Однако наряду с ритуальными языческими оргиями существовали определенные запреты на внеритуальное употребление алкоголя. Именно эти запреты стояли у истоков всех позднейших репрессий антиалкогольного характера. Новая волна этих репрессий стартовала в десятом веке с принятием христианства, когда Церковь повела жесткую борьбу с практикой языческих оргий. В то же время светские оргии, освобожденные от явных языческих ритуальных составляющих, стали княжеской прерогативой. Таким образом, и духовные, и светские власти узурпировали символически важные для них права на определенные виды ритуального алкоголя и были едины у своем желании регулярно провозглашать антиалкогольные кампании. Уже тогда, вероятно, было очевидным, что ритуальный алкоголь – один из важных механизмов властвования. Именно поэтому в измененном виде отдельные элементы языческих оргиастических практик сохранились в рамках христианской культуры, к примеру, как часть княжеских пиров.

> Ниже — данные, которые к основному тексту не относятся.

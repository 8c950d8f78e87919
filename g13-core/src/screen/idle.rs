//! Idle (status) screen, the root of the stack
//!
//! ```text
//! Profile name                 14:05:09
//! ─────────────────────────────────────
//!   Uptime: 1:02:05          Tue Mar 05
//!   Keys: 12,345
//!
//!  [M1]      M2        M3
//! ```

use core::fmt::Write;

use g13_display::canvas::WIDTH;
use g13_display::{Canvas, FONT_4X6, FONT_5X7};
use heapless::String;

use super::text::{format_clock, format_count, format_date, format_uptime, truncate};
use super::{ScreenContext, View};
use crate::input::NavigationEvent;
use crate::traits::Services;

const FOOTER_Y: i32 = 35;

#[derive(Debug, Clone)]
pub struct IdleScreen {
    last_clock: String<12>,
    last_keys: u32,
    last_uptime: u64,
    dirty: bool,
}

impl IdleScreen {
    pub fn new() -> Self {
        Self {
            last_clock: String::new(),
            last_keys: 0,
            last_uptime: 0,
            dirty: true,
        }
    }
}

impl Default for IdleScreen {
    fn default() -> Self {
        Self::new()
    }
}

fn clock_text(services: &dyn Services) -> String<12> {
    let settings = services.settings();
    match services.wall_clock() {
        Some(clock) => format_clock(&clock, settings.clock_format, settings.show_seconds),
        None => truncate("--:--"),
    }
}

impl View for IdleScreen {
    /// The menu gesture is handled by the navigation controller
    fn on_input(&mut self, _event: NavigationEvent, _ctx: &mut ScreenContext<'_>) -> bool {
        false
    }

    fn update(&mut self, _now_ms: u64, services: &dyn Services) {
        let clock = clock_text(services);
        if clock != self.last_clock {
            self.last_clock = clock;
            self.dirty = true;
        }

        let keys = services.key_count();
        if keys != self.last_keys {
            self.last_keys = keys;
            self.dirty = true;
        }

        let uptime = services.uptime_s();
        if uptime != self.last_uptime {
            self.last_uptime = uptime;
            self.dirty = true;
        }
    }

    fn render(&self, canvas: &mut Canvas, services: &dyn Services) {
        let name: String<18> = truncate(services.active_profile_name().unwrap_or("No Profile"));
        canvas.draw_text(0, 0, &name, &FONT_5X7, true);

        canvas.draw_text_right(WIDTH, 0, &clock_text(services), &FONT_5X7, true);
        canvas.hline(0, 9, WIDTH, true);

        if services.settings().show_date {
            if let Some(clock) = services.wall_clock() {
                canvas.draw_text_right(WIDTH, 14, &format_date(&clock), &FONT_4X6, true);
            }
        }

        let mut line: String<32> = String::new();
        let _ = write!(line, "Uptime: {}", format_uptime(services.uptime_s()));
        canvas.draw_text(4, 14, &line, &FONT_4X6, true);

        line.clear();
        let _ = write!(line, "Keys: {}", format_count(services.key_count()));
        canvas.draw_text(4, 22, &line, &FONT_4X6, true);

        let active = services.mode();
        for mode in 1..=3u8 {
            let x = 10 + (mode as i32 - 1) * 50;
            let mut label: String<2> = String::new();
            let _ = write!(label, "M{}", mode);

            if mode == active {
                canvas.rect(x - 2, FOOTER_Y - 1, 20, 8, true, true);
                canvas.draw_text(x, FOOTER_Y, &label, &FONT_4X6, false);
            } else {
                canvas.draw_text(x, FOOTER_Y, &label, &FONT_4X6, true);
            }
        }
    }

    fn is_dirty(&self) -> bool {
        self.dirty
    }

    fn mark_dirty(&mut self) {
        self.dirty = true;
    }

    fn mark_clean(&mut self) {
        self.dirty = false;
    }
}
//! G-key bindings
//!
//! Each profile maps the 22 G-keys to a key or a short key combination.
//! The [`KeyMapper`] turns button states into key press and release
//! actions for whatever injects them into the host.

mod codes;
mod mapper;

pub use codes::KeyCode;
pub use mapper::{KeyAction, KeyActions, KeyMapper, MAX_KEY_ACTIONS};

use g13_protocol::{ButtonId, BUTTON_COUNT};
use heapless::Vec;

/// Longest combination one G-key can send (e.g. Ctrl+Shift+Alt+X)
pub const MAX_COMBO: usize = 4;

/// Keys sent by one G-key, pressed in order and released in reverse
pub type KeyCombo = Vec<KeyCode, MAX_COMBO>;

/// Errors while building a keymap
#[derive(Debug, Clone, Copy, PartialEq, Eq)]
#[cfg_attr(feature = "defmt", derive(defmt::Format))]
pub enum KeymapError {
    /// Only G-keys can be bound; the rest drive the menus
    NotProgrammable(ButtonId),
    /// More than [`MAX_COMBO`] keys
    ComboTooLong(ButtonId),
}

/// G-key to key combination table for one profile
#[derive(Debug, Clone, PartialEq, Eq)]
pub struct Keymap {
    combos: [KeyCombo; BUTTON_COUNT],
}

impl Default for Keymap {
    fn default() -> Self {
        Self::new()
    }
}

impl Keymap {
    /// No key bound
    pub fn new() -> Self {
        Self {
            combos: core::array::from_fn(|_| KeyCombo::new()),
        }
    }

    /// Bind `button` to `keys`
    ///
    /// `KEY_RESERVED` entries are skipped, so a binding of only reserved
    /// keys leaves the button unbound.
    pub fn bind(&mut self, button: ButtonId, keys: &[KeyCode]) -> Result<(), KeymapError> {
        if !button.is_g_key() {
            return Err(KeymapError::NotProgrammable(button));
        }

        let mut combo = KeyCombo::new();
        for &key in keys.iter().filter(|key| !key.is_reserved()) {
            combo
                .push(key)
                .map_err(|_| KeymapError::ComboTooLong(button))?;
        }
        self.combos[button.index()] = combo;
        Ok(())
    }

    pub fn unbind(&mut self, button: ButtonId) {
        self.combos[button.index()].clear();
    }

    /// Keys bound to `button`; empty when unbound
    pub fn combo(&self, button: ButtonId) -> &[KeyCode] {
        &self.combos[button.index()]
    }

    pub fn is_bound(&self, button: ButtonId) -> bool {
        !self.combo(button).is_empty()
    }

    /// Number of bound G-keys
    pub fn bound_count(&self) -> usize {
        self.combos.iter().filter(|combo| !combo.is_empty()).count()
    }
}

В различных народных верованиях и приметах сегодняшнего дня можно обнаружить рудименты этих языческих культов. В современном русском фольклоре есть показательная «примета»: «Нельзя пить вино из треснутой посуды – это к несчастью». Очевидно, что это рудимент ритуального отношения к чаше как к чему-то священному. Есть также «плохая примета», что за трапезой нельзя обменяться бокалами, словно бокалы содержат частицу души и могут нанести вред пьющему. Это предположение подтверждается другой русской народной приметой: «Если допить за кем-либо вино из его стакана, то возьмешь на свою душу грехи этого человека».
Таким образом, современные представления об алкоголе как напитке, освобождающем человека от «реальности» этого мира, дарующем экстатическое слияние со всей Вселенной, дающем иллюзию бессмертия, можно рассматривать как рудименты языческих ритуалов.

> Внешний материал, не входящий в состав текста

//! Navigation input
//!
//! Turns decoded [`ButtonState`](g13_protocol::ButtonState)s into
//! edge-triggered, repeat-aware [`NavigationEvent`]s. Time is always passed
//! in explicitly so the whole layer is deterministic.

pub mod events;
pub mod navigator;
pub mod stick;

pub use events::NavigationEvent;
pub use navigator::{NavEvents, Navigator, MAX_EVENTS_PER_REPORT, NAV_BUTTONS};
pub use stick::StickDirection;
//! Drawing surface for the G13 LCD
//!
//! This crate provides:
//! - [`Canvas`], a 160x43 1-bit framebuffer in the LCD's native byte layout
//! - bitmap fonts ([`FONT_5X7`], [`FONT_4X6`])
//! - the [`DisplaySink`] trait that receives finished frames
//!
//! Screens draw into a `Canvas`; the runtime hands `Canvas::to_bytes()` to
//! whatever `DisplaySink` owns the device.

#![no_std]
#![deny(unsafe_code)]

pub mod backend;
pub mod canvas;
pub mod font;

pub use backend::{DisplayError, DisplaySink};
pub use canvas::{Canvas, Fill};
pub use font::{Font, FONT_4X6, FONT_5X7};
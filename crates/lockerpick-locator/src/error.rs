use thiserror::Error;

/// Errors returned by the locker lookup client.
#[derive(Debug, Error)]
pub enum LookupError {
    /// Network, timeout or TLS failure from the underlying HTTP client.
    #[error("HTTP error: {0}")]
    Http(#[from] reqwest::Error),

    /// The lockers endpoint answered with a non-2xx status.
    #[error("unexpected HTTP status {status} from {url}")]
    UnexpectedStatus { status: u16, url: String },

    /// The response body could not be decoded into a lookup response.
    #[error("JSON deserialization error for {context}: {source}")]
    Deserialize {
        context: String,
        #[source]
        source: serde_json::Error,
    },

    #[error("invalid base URL '{url}': {reason}")]
    InvalidBaseUrl { url: String, reason: String },
}

impl LookupError {
    /// `true` for a malformed response body, `false` for transport-level
    /// failures (network, timeout, status).
    #[must_use]
    pub fn is_parse_failure(&self) -> bool {
        matches!(self, LookupError::Deserialize { .. })
    }
}

/// Errors returned by the forward geocoding client.
#[derive(Debug, Error)]
pub enum GeocodeError {
    #[error("HTTP error: {0}")]
    Http(#[from] reqwest::Error),

    #[error("unexpected HTTP status {status} from geocoder")]
    UnexpectedStatus { status: u16 },

    /// The provider answered but reported a non-`OK` status.
    #[error("geocoder status {status}: {message}")]
    Status { status: String, message: String },

    #[error("no geocoding match for \"{address}\"")]
    NoResults { address: String },

    #[error("JSON deserialization error for geocode response: {0}")]
    Deserialize(#[source] serde_json::Error),

    #[error("invalid base URL '{url}': {reason}")]
    InvalidBaseUrl { url: String, reason: String },
}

Кстати, эти традиционные ритуальные темы в их древнегреческом и римском вариантах уже две тысячи лет активно трансформируются искусством, приобретая постепенно весьма далекие от научных реконструкций интерпретации. Сотни живописных полотен воспевают Бахуса, опьянение и секс. «Вакханалия» Тициана, «Триумф Вакха и Ариадны» Аннибале Карраччи, «Праздник Вакха» Диего Веласкеса, «Вакханалия» и «Воспитание Бахуса» Николя Пуссена, его же «Вакханалия перед статуей Пана», «Триумф Бахуса» Якоба Йорданса, «Вакх» Питера Пауля Рубенса и сотни других произведений искусства показывают нам бога кровавых жертвоприношений как сытого, пьяного и сексуального добряка. Юные и прекрасные вакханки, которыми овладевает этот пьяный бог, тоже активно эротизировались художниками. Однако, к примеру, описания языческих вакханалий в греческих источниках ничего общего не имеют с интерпретациями художников последних пяти столетий. В седьмом явлении третьего действия «Вакханок» Еврипида есть строки, вызывающие ужас:
Бегом едва спаслись мы от
вакханок;
А то бы разорвали. Там стада
У нас паслись, так с голыми руками
На них менады бросились. Корову
С набрякшим вымем и мычащую волочат.
Другие нетелей рвут на куски. Там бок,
Посмотришь, вырванный. Там пара ног передних
На землю брошена, и свесилось с ветвей
Сосновых мясо, и сочится кровью.
Быки-обидчики, что в ярости, бывало,
Пускали в ход рога, повержены лежат:
Их тысячи свалили рук девичьих.
Ты б царским глазом не успел моргнуть,
Так быстро кожу с мяса там сдирали.
(Еврипид. Вакханки III, 8)
Кровожадные древнегреческие вакханки, которые в экстатике безумия убивали людей и животных, в искусстве XIX века мутировали в очаровательных юных и доступных бестий, подружек Вакха, пребывающих в состоянии легкого подпития и возбуждающих сексуальные фантазии как героев картин, так и их наивных зрителей. Связь алкоголя с кровавыми ритуалами и темой смерти забылась, на первый план вышла романтическая модернизация мифа, в которой остался лишь восторг перед алкогольным эротизмом, «расширением» сознания, экстатическим озарением и проникновением в запредельное, которому он якобы способствует. Вино стало метафорой эротизма, стало символизировать истому возбужденного сознания. Разумеется, метафора эта активно использовалась не только в живописи, но и в других видах искусств. В итоге в массовом сознании алкоголь предстал в образе волшебного зелья, прекрасного и эротического объекта, дарующего счастье и любовь. Вино превратилось в мифологизированный субститут наслаждения. Новый «миф». В этом смысле антиалкогольные кампании – это не столько борьба с пьянством, сколько борьба с непобедимым «мифом».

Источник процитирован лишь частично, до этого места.